_Required action_.
Match the string "BTreeMap" against each line below, and copy every line that matches.

(Stored data)
↓

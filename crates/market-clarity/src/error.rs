use crate::config::ConfigError;
use crate::diagnostic::{AnswerImportError, DiagnosticError};
use crate::telemetry::TelemetryError;
use axum::http::StatusCode;
use axum::response::{IntoResponse, Response};
use axum::Json;
use serde_json::json;
use std::fmt;

#[derive(Debug)]
pub enum AppError {
    Config(ConfigError),
    Telemetry(TelemetryError),
    Io(std::io::Error),
    Server(axum::Error),
    Diagnostic(DiagnosticError),
    Import(AnswerImportError),
    Serialization(serde_json::Error),
}

impl fmt::Display for AppError {
    fn fmt(&self, f: &mut fmt::Formatter<'_>) -> fmt::Result {
        match self {
            AppError::Config(err) => write!(f, "configuration error: {}", err),
            AppError::Telemetry(err) => write!(f, "telemetry error: {}", err),
            AppError::Io(err) => write!(f, "io error: {}", err),
            AppError::Server(err) => write!(f, "server error: {}", err),
            AppError::Diagnostic(err) => write!(f, "diagnostic error: {}", err),
            AppError::Import(err) => write!(f, "answer import error: {}", err),
            AppError::Serialization(err) => write!(f, "serialization error: {}", err),
        }
    }
}

impl std::error::Error for AppError {
    fn source(&self) -> Option<&(dyn std::error::Error + 'static)> {
        match self {
            AppError::Config(err) => Some(err),
            AppError::Telemetry(err) => Some(err),
            AppError::Io(err) => Some(err),
            AppError::Server(err) => Some(err),
            AppError::Diagnostic(err) => Some(err),
            AppError::Import(err) => Some(err),
            AppError::Serialization(err) => Some(err),
        }
    }
}

impl IntoResponse for AppError {
    fn into_response(self) -> Response {
        let status = match self {
            AppError::Diagnostic(_) => StatusCode::UNPROCESSABLE_ENTITY,
            AppError::Import(_) => StatusCode::BAD_REQUEST,
            AppError::Config(_)
            | AppError::Telemetry(_)
            | AppError::Io(_)
            | AppError::Server(_)
            | AppError::Serialization(_) => StatusCode::INTERNAL_SERVER_ERROR,
        };

        let body = Json(json!({ "error": self.to_string() }));
        (status, body).into_response()
    }
}

impl From<ConfigError> for AppError {
    fn from(value: ConfigError) -> Self {
        Self::Config(value)
    }
}

impl From<TelemetryError> for AppError {
    fn from(value: TelemetryError) -> Self {
        Self::Telemetry(value)
    }
}

impl From<std::io::Error> for AppError {
    fn from(value: std::io::Error) -> Self {
        Self::Io(value)
    }
}

impl From<axum::Error> for AppError {
    fn from(value: axum::Error) -> Self {
        Self::Server(value)
    }
}

impl From<DiagnosticError> for AppError {
    fn from(value: DiagnosticError) -> Self {
        Self::Diagnostic(value)
    }
}

impl From<AnswerImportError> for AppError {
    fn from(value: AnswerImportError) -> Self {
        Self::Import(value)
    }
}

impl From<serde_json::Error> for AppError {
    fn from(value: serde_json::Error) -> Self {
        Self::Serialization(value)
    }
}
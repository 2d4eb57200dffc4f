use serde::Serialize;

#[derive(Debug, Clone, Serialize)]
pub struct CostOfInactionCopy {
    pub heading: &'static str,
    pub intro: &'static str,
    pub body: &'static str,
}

#[derive(Debug, Clone, Serialize)]
pub struct ContactCard {
    pub name: &'static str,
    pub title: &'static str,
    pub subtitle: &'static str,
    pub website: &'static str,
    pub email: &'static str,
}

#[derive(Debug, Clone, Serialize)]
pub struct CallToActionCopy {
    pub heading: &'static str,
    pub body: &'static str,
    pub callout: &'static str,
    pub triangle_reminder: &'static str,
    pub contact: ContactCard,
}

pub static COI_COPY: CostOfInactionCopy = CostOfInactionCopy {
    heading: "The Downstream Cost of Skipping Layer 1",
    intro: "Layer 1 failures don't surface as Layer 1 problems. They surface at Layer 2 as low pilot adoption, at Layer 3 as results that can't be replicated, and at Layer 4 as organisations reverting to previous behaviours after the programme ends.",
    body: "By the time the Layer 1 failure is visible, the initiative has already consumed significant resources — pilot time, sponsor goodwill, team credibility — trying to solve a Layer 2 or Layer 3 problem that isn't one. Initiative teams misattribute the cause. They invest in change management (the symptom) rather than internal market clarity (the cause). The question this diagnostic surfaces is not \"how do we fix adoption?\" It is: \"Do we have an internal market to adopt anything?\"",
};

pub static CTA_COPY: CallToActionCopy = CallToActionCopy {
    heading: "What This Diagnostic Surfaces — and What It Can't Fix",
    body: "This tool reveals where your internal market clarity has structural gaps. It doesn't close them — because resolution requires direct, substantive contact with the people who would need to change their behaviour: observing them in their operational environment, building relationships, and co-developing the value proposition in their vocabulary.\n\nSelf-assessment can name the gap. It cannot bridge it.",
    callout: "If your profile shows gaps in two or more dimensions, a structured Layer 1 workshop can help identify what has to be true before any pilot is designed — and what kind of direct customer work would get you there.",
    triangle_reminder: "This diagnostic focuses on Layer 1. If your results raise questions across multiple layers — about pilot design, scaling, or embedding — the Corporate Innovation Diagnostic provides a full-frame view of where your organisation stands across the entire Critical Path.",
    contact: ContactCard {
        name: "Alexandra N.",
        title: "Founder, Aieutics",
        subtitle: "Executive coaching & strategic transformation",
        website: "aieutics.com",
        email: "hello@aieutics.com",
    },
};

pub const ATTRIBUTION: &str = "Developed by Aieutics from the Critical Path Layers (Corporate) framework. Based on patterns observed across executive coaching, corporate accelerator programmes, and consulting engagements.";

/// Dimensions with gaps needed before the workshop callout is shown.
pub const WORKSHOP_CALLOUT_MIN_GAPS: usize = 2;
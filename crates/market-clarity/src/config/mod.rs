use crate::diagnostic::{DiagnosticConfig, IncompleteAnswerPolicy};
use std::env;
use std::fmt;
use std::net::{IpAddr, SocketAddr};

/// Distinguishes runtime behavior for different stages of the service.
#[derive(Debug, Clone, Copy, PartialEq, Eq)]
pub enum AppEnvironment {
    Development,
    Test,
    Production,
}

impl AppEnvironment {
    fn from_str(value: &str) -> Self {
        match value.trim().to_ascii_lowercase().as_str() {
            "prod" | "production" => Self::Production,
            "test" | "ci" => Self::Test,
            _ => Self::Development,
        }
    }
}

/// Top-level configuration for the diagnostic service.
#[derive(Debug, Clone)]
pub struct AppConfig {
    pub environment: AppEnvironment,
    pub server: ServerConfig,
    pub telemetry: TelemetryConfig,
    pub diagnostic: DiagnosticConfig,
}

impl AppConfig {
    pub fn load() -> Result<Self, ConfigError> {
        dotenvy::dotenv().ok();

        let environment = AppEnvironment::from_str(
            &env::var("APP_ENV").unwrap_or_else(|_| "development".to_string()),
        );

        let host = env::var("APP_HOST").unwrap_or_else(|_| "127.0.0.1".to_string());
        let port = env::var("APP_PORT")
            .unwrap_or_else(|_| "3000".to_string())
            .parse::<u16>()
            .map_err(|_| ConfigError::InvalidPort)?;

        let log_level = env::var("APP_LOG_LEVEL").unwrap_or_else(|_| "info".to_string());

        let incomplete_answers = match env::var("APP_INCOMPLETE_ANSWERS") {
            Ok(raw) => IncompleteAnswerPolicy::parse(&raw)
                .ok_or(ConfigError::InvalidIncompletePolicy { value: raw })?,
            Err(_) => IncompleteAnswerPolicy::default(),
        };

        Ok(Self {
            environment,
            server: ServerConfig { host, port },
            telemetry: TelemetryConfig { log_level },
            diagnostic: DiagnosticConfig { incomplete_answers },
        })
    }
}

/// Settings controlling the HTTP server binding.
#[derive(Debug, Clone)]
pub struct ServerConfig {
    pub host: String,
    pub port: u16,
}

impl ServerConfig {
    pub fn socket_addr(&self) -> Result<SocketAddr, ConfigError> {
        if self.host.eq_ignore_ascii_case("localhost") {
            return Ok(SocketAddr::new(IpAddr::from([127, 0, 0, 1]), self.port));
        }

        let ip: IpAddr = self
            .host
            .parse()
            .map_err(|source| ConfigError::InvalidHost { source })?;

        Ok(SocketAddr::new(ip, self.port))
    }
}

/// Tracing controls.
#[derive(Debug, Clone)]
pub struct TelemetryConfig {
    pub log_level: String,
}

#[derive(Debug)]
pub enum ConfigError {
    InvalidPort,
    InvalidHost { source: std::net::AddrParseError },
    InvalidIncompletePolicy { value: String },
}

impl fmt::Display for ConfigError {
    fn fmt(&self, f: &mut fmt::Formatter<'_>) -> fmt::Result {
        match self {
            ConfigError::InvalidPort => write!(f, "APP_PORT must be a valid u16"),
            ConfigError::InvalidHost { .. } => {
                write!(f, "APP_HOST must parse to an IPv4 or IPv6 address")
            }
            ConfigError::InvalidIncompletePolicy { value } => write!(
                f,
                "APP_INCOMPLETE_ANSWERS must be 'reject' or 'treat-as-no' (got '{value}')"
            ),
        }
    }
}

impl std::error::Error for ConfigError {
    fn source(&self) -> Option<&(dyn std::error::Error + 'static)> {
        match self {
            ConfigError::InvalidHost { source } => Some(source),
            ConfigError::InvalidPort | ConfigError::InvalidIncompletePolicy { .. } => None,
        }
    }
}

#[cfg(test)]
mod tests {
    use super::*;
    use std::env;
    use std::sync::{Mutex, OnceLock};

    fn env_guard() -> &'static Mutex<()> {
        static GUARD: OnceLock<Mutex<()>> = OnceLock::new();
        GUARD.get_or_init(|| Mutex::new(()))
    }

    fn reset_env() {
        env::remove_var("APP_ENV");
        env::remove_var("APP_HOST");
        env::remove_var("APP_PORT");
        env::remove_var("APP_LOG_LEVEL");
        env::remove_var("APP_INCOMPLETE_ANSWERS");
    }

    #[test]
    fn load_uses_defaults_when_env_missing() {
        let _lock = env_guard().lock().expect("env mutex poisoned");
        reset_env();
        let config = AppConfig::load().expect("config loads with defaults");
        assert_eq!(config.environment, AppEnvironment::Development);
        assert_eq!(config.server.host, "127.0.0.1");
        assert_eq!(config.server.port, 3000);
        assert_eq!(config.telemetry.log_level, "info");
        assert_eq!(
            config.diagnostic.incomplete_answers,
            IncompleteAnswerPolicy::Reject
        );
    }

    #[test]
    fn accepts_localhost_host() {
        let _lock = env_guard().lock().expect("env mutex poisoned");
        reset_env();
        env::set_var("APP_HOST", "localhost");
        let config = AppConfig::load().expect("config loads");
        let addr = config.server.socket_addr().expect("localhost resolves");
        assert_eq!(addr, SocketAddr::new(IpAddr::from([127, 0, 0, 1]), 3000));
        reset_env();
    }

    #[test]
    fn reads_incomplete_answer_policy() {
        let _lock = env_guard().lock().expect("env mutex poisoned");
        reset_env();
        env::set_var("APP_INCOMPLETE_ANSWERS", "Treat-As-No");
        let config = AppConfig::load().expect("config loads");
        assert_eq!(
            config.diagnostic.incomplete_answers,
            IncompleteAnswerPolicy::TreatAsNo
        );

        env::set_var("APP_INCOMPLETE_ANSWERS", "sometimes");
        let err = AppConfig::load().expect_err("unknown policy rejected");
        assert!(matches!(err, ConfigError::InvalidIncompletePolicy { .. }));
        reset_env();
    }

    #[test]
    fn rejects_invalid_port() {
        let _lock = env_guard().lock().expect("env mutex poisoned");
        reset_env();
        env::set_var("APP_PORT", "not-a-port");
        let err = AppConfig::load().expect_err("port must be numeric");
        assert!(matches!(err, ConfigError::InvalidPort));
        reset_env();
    }
}
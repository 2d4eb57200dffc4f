use super::catalog::DIMENSIONS;
use super::domain::{AnswerSet, Dimension, DimensionResult, Status};

/// Scores a single dimension. Unanswered questions count as "no"; callers that
/// need a complete answer set enforce it before scoring.
pub fn score<'a>(dimension: &'a Dimension, answers: &AnswerSet) -> DimensionResult<'a> {
    let score = dimension
        .question_ids()
        .filter(|id| answers.is_yes(*id))
        .count() as u8;
    let max_score = dimension.max_score();
    let percentage = if max_score == 0 {
        0.0
    } else {
        f64::from(score) / f64::from(max_score)
    };

    DimensionResult {
        dimension,
        score,
        max_score,
        status: Status::from_score(score, dimension.threshold),
        percentage,
    }
}

/// Scores every catalog dimension, keeping catalog order.
pub fn score_all(answers: &AnswerSet) -> Vec<DimensionResult<'static>> {
    score_catalog(DIMENSIONS, answers)
}

pub fn score_catalog<'a>(catalog: &'a [Dimension], answers: &AnswerSet) -> Vec<DimensionResult<'a>> {
    catalog
        .iter()
        .map(|dimension| score(dimension, answers))
        .collect()
}

pub fn total_score(results: &[DimensionResult<'_>]) -> u16 {
    results.iter().map(|result| u16::from(result.score)).sum()
}
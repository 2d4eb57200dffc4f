use axum::response::Response;
use serde_json::Value;

use crate::diagnostic::catalog::{self, DIMENSIONS};
use crate::diagnostic::domain::{AnswerSet, DimensionResult};
use crate::diagnostic::scoring::score_all;
use crate::diagnostic::{DiagnosticConfig, DiagnosticEngine, IncompleteAnswerPolicy};

pub(super) fn all_yes() -> AnswerSet {
    AnswerSet::uniform(DIMENSIONS, true)
}

pub(super) fn all_no() -> AnswerSet {
    AnswerSet::uniform(DIMENSIONS, false)
}

/// Full marks everywhere except the listed dimensions, which answer "yes" to
/// their first `score` questions only.
pub(super) fn answers_with_scores(overrides: &[(&str, u8)]) -> AnswerSet {
    let mut answers = all_yes();
    for (dimension_id, score) in overrides {
        let dimension = catalog::dimension(dimension_id).expect("known dimension");
        for (index, id) in dimension.question_ids().enumerate() {
            answers.record(id, index < usize::from(*score));
        }
    }
    answers
}

pub(super) fn results_with_scores(overrides: &[(&str, u8)]) -> Vec<DimensionResult<'static>> {
    score_all(&answers_with_scores(overrides))
}

pub(super) fn engine(policy: IncompleteAnswerPolicy) -> DiagnosticEngine {
    DiagnosticEngine::new(DiagnosticConfig {
        incomplete_answers: policy,
    })
}

pub(super) async fn read_json_body(response: Response) -> Value {
    let body = axum::body::to_bytes(response.into_body(), 256 * 1024)
        .await
        .expect("read body");
    serde_json::from_slice(&body).expect("json payload")
}
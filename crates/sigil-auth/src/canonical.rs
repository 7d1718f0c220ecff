//! Canonical request construction for AWS Signature Version 4
//!
//! ```text
//! HTTPRequestMethod\n
//! CanonicalURI\n
//! CanonicalQueryString\n
//! CanonicalHeaders\n
//! \n
//! SignedHeaders\n
//! HashedPayload
//! ```
//!
//! The output is purely a function of [`CanonicalRequestInput`]; the same
//! input always yields the same bytes.
//! Reference: https://docs.aws.amazon.com/IAM/latest/UserGuide/create-signed-request.html

use crate::encoding::uri_encode;
use crate::error::AuthError;
use sha2::{Digest, Sha256};
use std::collections::BTreeMap;

/// SHA-256 of the empty string
pub const EMPTY_PAYLOAD_SHA256: &str =
    "e3b0c44298fc1c149afbf4c8996fb92427ae41e4649b934ca495991b7852b855";

/// Payload checksum used by presigned requests
pub const UNSIGNED_PAYLOAD: &str = "UNSIGNED-PAYLOAD";

/// Services that sign the form-encoded POST body instead of the query string
const POST_BODY_SERVICES: &[&str] = &["iam", "ring", "sts"];

/// Everything needed to reconstruct the canonical form of a request
#[derive(Debug, Clone, Default, PartialEq, Eq)]
pub struct CanonicalRequestInput {
    /// HTTP method
    pub method: String,
    /// Resource path, not yet encoded
    pub path: String,
    /// Decoded query parameters (names are unique)
    pub query: BTreeMap<String, String>,
    /// Headers keyed by lower-cased name
    pub headers: BTreeMap<String, String>,
    /// Header names the client declares as signed, in declared order
    pub signed_headers: Vec<String>,
    /// Payload checksum supplied by the client, if any
    pub payload_checksum: Option<String>,
    /// Originating service name (e.g. "s3", "iam")
    pub service: String,
}

impl CanonicalRequestInput {
    /// Create an input for an S3 request
    pub fn new(method: impl Into<String>, path: impl Into<String>) -> Self {
        Self {
            method: method.into(),
            path: path.into(),
            service: "s3".to_string(),
            ..Self::default()
        }
    }

    /// Add a query parameter
    #[must_use]
    pub fn with_query(mut self, name: impl Into<String>, value: impl Into<String>) -> Self {
        self.query.insert(name.into(), value.into());
        self
    }

    /// Add a header (the name is lower-cased)
    #[must_use]
    pub fn with_header(mut self, name: &str, value: impl Into<String>) -> Self {
        self.headers.insert(name.to_ascii_lowercase(), value.into());
        self
    }

    /// Set the signed header list from its `;`-separated form
    #[must_use]
    pub fn with_signed_headers(mut self, signed_headers: &str) -> Self {
        self.signed_headers = split_signed_headers(signed_headers);
        self
    }

    /// Set the client-supplied payload checksum
    #[must_use]
    pub fn with_payload_checksum(mut self, checksum: impl Into<String>) -> Self {
        self.payload_checksum = Some(checksum.into());
        self
    }

    /// Set the originating service
    #[must_use]
    pub fn with_service(mut self, service: impl Into<String>) -> Self {
        self.service = service.into();
        self
    }
}

/// Split a declared `SignedHeaders` value, keeping the declared case
pub fn split_signed_headers(signed_headers: &str) -> Vec<String> {
    signed_headers
        .split(';')
        .map(str::trim)
        .filter(|name| !name.is_empty())
        .map(str::to_string)
        .collect()
}

/// Build the full canonical request
///
/// Fails only when a signed header cannot be resolved from the headers,
/// the query, or the `expect` fallback.
pub fn build_canonical_request(input: &CanonicalRequestInput) -> Result<String, AuthError> {
    let payload_hash = payload_hash(
        &input.method,
        &input.query,
        input.payload_checksum.as_deref(),
    );
    let canonical_uri = canonical_uri(&input.path);
    let canonical_query = canonical_query_string(&input.method, &input.query, &input.service);
    let (canonical_headers, signed_headers) =
        canonical_headers(&input.headers, &input.query, &input.signed_headers)?;

    // canonical_headers already ends with '\n'; the extra one yields the blank line
    Ok(format!(
        "{}\n{}\n{}\n{}\n{}\n{}",
        input.method, canonical_uri, canonical_query, canonical_headers, signed_headers, payload_hash
    ))
}

/// Resolve the payload hash for the request
///
/// A supplied checksum always wins. Otherwise POST requests hash their
/// form-encoded parameters and everything else hashes the empty payload.
pub fn payload_hash(
    method: &str,
    query: &BTreeMap<String, String>,
    supplied: Option<&str>,
) -> String {
    if let Some(checksum) = supplied.filter(|c| !c.is_empty()) {
        return checksum.to_string();
    }

    if method == "POST" {
        let payload = form_encode(query).replace("%20", "+");
        return hex::encode(Sha256::digest(payload.as_bytes()));
    }

    EMPTY_PAYLOAD_SHA256.to_string()
}

/// Canonical URI: the path encoded with slashes kept, `/` when empty
pub fn canonical_uri(path: &str) -> String {
    if path.is_empty() {
        return "/".to_string();
    }
    uri_encode(path, false, false)
}

/// Canonical query string, sorted byte-wise by encoded name
pub fn canonical_query_string(
    method: &str,
    query: &BTreeMap<String, String>,
    service: &str,
) -> String {
    if query.is_empty() || (method == "POST" && POST_BODY_SERVICES.contains(&service)) {
        return String::new();
    }

    let mut params: Vec<(String, String)> = query
        .iter()
        .map(|(k, v)| (uri_encode(k, true, false), uri_encode(v, true, false)))
        .collect();

    params.sort_by(|a, b| a.0.as_bytes().cmp(b.0.as_bytes()));

    params
        .into_iter()
        .map(|(k, v)| format!("{k}={v}"))
        .collect::<Vec<_>>()
        .join("&")
}

/// Canonical headers block and the sorted `SignedHeaders` value
///
/// Names are sorted ordinally and emitted as declared. Each signed header
/// produces `name:value\n`, its value matched case-insensitively against
/// the header map. A missing `expect` header is assumed to be
/// `100-continue` (proxies strip it); any other missing header falls back
/// to the query parameter of the same name.
pub fn canonical_headers(
    headers: &BTreeMap<String, String>,
    query: &BTreeMap<String, String>,
    signed_headers: &[String],
) -> Result<(String, String), AuthError> {
    let mut names: Vec<&str> = signed_headers.iter().map(String::as_str).collect();
    names.sort_unstable();

    let mut block = String::new();
    for name in &names {
        let lower = name.to_ascii_lowercase();
        let value = match headers.get(&lower) {
            Some(value) => value.as_str(),
            None if lower == "expect" => "100-continue",
            None => query
                .get(*name)
                .map(String::as_str)
                .ok_or_else(|| AuthError::MissingSignedHeader((*name).to_string()))?,
        };
        block.push_str(name);
        block.push(':');
        block.push_str(&collapse_whitespace(value));
        block.push('\n');
    }

    Ok((block, names.join(";")))
}

/// Form-encode parameters the way POST bodies are signed
fn form_encode(query: &BTreeMap<String, String>) -> String {
    query
        .iter()
        .map(|(k, v)| format!("{}={}", uri_encode(k, true, true), uri_encode(v, true, true)))
        .collect::<Vec<_>>()
        .join("&")
}

/// Trim and collapse whitespace runs to a single space
fn collapse_whitespace(value: &str) -> String {
    value.split_whitespace().collect::<Vec<_>>().join(" ")
}
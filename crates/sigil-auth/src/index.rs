//! In-memory credential index
//!
//! Built once from a [`CredentialConfig`] and never mutated afterwards.
//! Reloading configuration builds a new index; records handed out from an
//! older index stay valid because they are reference counted.

use crate::config::{CredentialConfig, KeyPair};
use std::collections::HashMap;
use std::sync::Arc;
use tracing::{info, warn};

/// Identity behind one or more access keys
#[derive(Clone, Debug, PartialEq, Eq)]
pub struct CredentialRecord {
    /// ARN of the owning account
    pub arn: String,
    /// Canonical ID of the owning account
    pub canonical_id: String,
    /// Short account ID
    pub shortid: String,
    /// Display name of the owning account
    pub account_display_name: String,
    /// Set when the record belongs to a sub-user
    pub iam_display_name: Option<String>,
    /// Contact email, lower-cased
    pub email: String,
    /// Key pairs belonging to this entity
    pub keys: Vec<KeyPair>,
}

impl CredentialRecord {
    /// Whether the record belongs to a sub-user rather than an account root
    pub const fn is_user(&self) -> bool {
        self.iam_display_name.is_some()
    }

    /// Secret paired with `access_key`, if this entity owns it
    pub fn secret_key(&self, access_key: &str) -> Option<&str> {
        self.keys
            .iter()
            .find(|key| key.access == access_key)
            .map(|key| key.secret.as_str())
    }
}

#[derive(Debug, Default)]
struct Table {
    by_access_key: HashMap<String, Arc<CredentialRecord>>,
    by_email: HashMap<String, Arc<CredentialRecord>>,
}

impl Table {
    fn insert(&mut self, record: &Arc<CredentialRecord>, kind: &str) {
        for key in &record.keys {
            if self
                .by_access_key
                .insert(key.access.clone(), Arc::clone(record))
                .is_some()
            {
                warn!(access_key = %key.access, kind, "Duplicate access key, last entry wins");
            }
        }
        if self
            .by_email
            .insert(record.email.clone(), Arc::clone(record))
            .is_some()
        {
            warn!(email = %record.email, kind, "Duplicate email, last entry wins");
        }
    }
}

/// Lookup tables over accounts and their sub-users
#[derive(Debug, Default)]
pub struct CredentialIndex {
    accounts: Table,
    users: Table,
    by_canonical_id: HashMap<String, Arc<CredentialRecord>>,
}

impl CredentialIndex {
    /// Build an index; absent configuration yields an empty index
    pub fn build(config: Option<&CredentialConfig>) -> Self {
        let mut index = Self::default();
        let Some(config) = config else {
            info!("No credential configuration, using an empty credential index");
            return index;
        };

        let mut user_count = 0usize;
        for account in &config.accounts {
            let record = Arc::new(CredentialRecord {
                arn: account.arn.clone(),
                canonical_id: account.canonical_id.clone(),
                shortid: account.shortid.clone(),
                account_display_name: account.name.clone(),
                iam_display_name: None,
                email: account.email.to_lowercase(),
                keys: account.keys.clone(),
            });
            index.accounts.insert(&record, "account");
            index
                .by_canonical_id
                .insert(account.canonical_id.clone(), Arc::clone(&record));

            for user in &account.users {
                let user_record = Arc::new(CredentialRecord {
                    arn: account.arn.clone(),
                    canonical_id: account.canonical_id.clone(),
                    shortid: account.shortid.clone(),
                    account_display_name: account.name.clone(),
                    iam_display_name: Some(user.name.clone()),
                    email: user.email.to_lowercase(),
                    keys: user.keys.clone(),
                });
                index.users.insert(&user_record, "user");
                user_count += 1;
            }
        }

        info!(
            accounts = config.accounts.len(),
            users = user_count,
            keys = index.key_count(),
            "Built credential index"
        );
        index
    }

    /// Look up the entity owning an access key (accounts first)
    pub fn by_access_key(&self, access_key: &str) -> Option<Arc<CredentialRecord>> {
        self.accounts
            .by_access_key
            .get(access_key)
            .or_else(|| self.users.by_access_key.get(access_key))
            .cloned()
    }

    /// Look up an account by canonical ID
    pub fn by_canonical_id(&self, canonical_id: &str) -> Option<Arc<CredentialRecord>> {
        self.by_canonical_id.get(canonical_id).cloned()
    }

    /// Look up an entity by email, case-insensitively (users first)
    pub fn by_email(&self, email: &str) -> Option<Arc<CredentialRecord>> {
        let email = email.to_lowercase();
        self.users
            .by_email
            .get(&email)
            .or_else(|| self.accounts.by_email.get(&email))
            .cloned()
    }

    /// Secret key for `access_key`, if it is known
    pub fn secret_key(&self, access_key: &str) -> Option<String> {
        self.by_access_key(access_key)
            .and_then(|record| record.secret_key(access_key).map(str::to_string))
    }

    /// Number of indexed access keys
    pub fn key_count(&self) -> usize {
        self.accounts.by_access_key.len() + self.users.by_access_key.len()
    }

    /// Whether the index holds no access keys
    pub fn is_empty(&self) -> bool {
        self.key_count() == 0
    }
}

↑

_Finished exercise_.
use std::collections::BTreeMap;
    pub query: BTreeMap<String, String>,
    pub headers: BTreeMap<String, String>,
    query: &BTreeMap<String, String>,
    query: &BTreeMap<String, String>,
    headers: &BTreeMap<String, String>,
    query: &BTreeMap<String, String>,
fn form_encode(query: &BTreeMap<String, String>) -> String {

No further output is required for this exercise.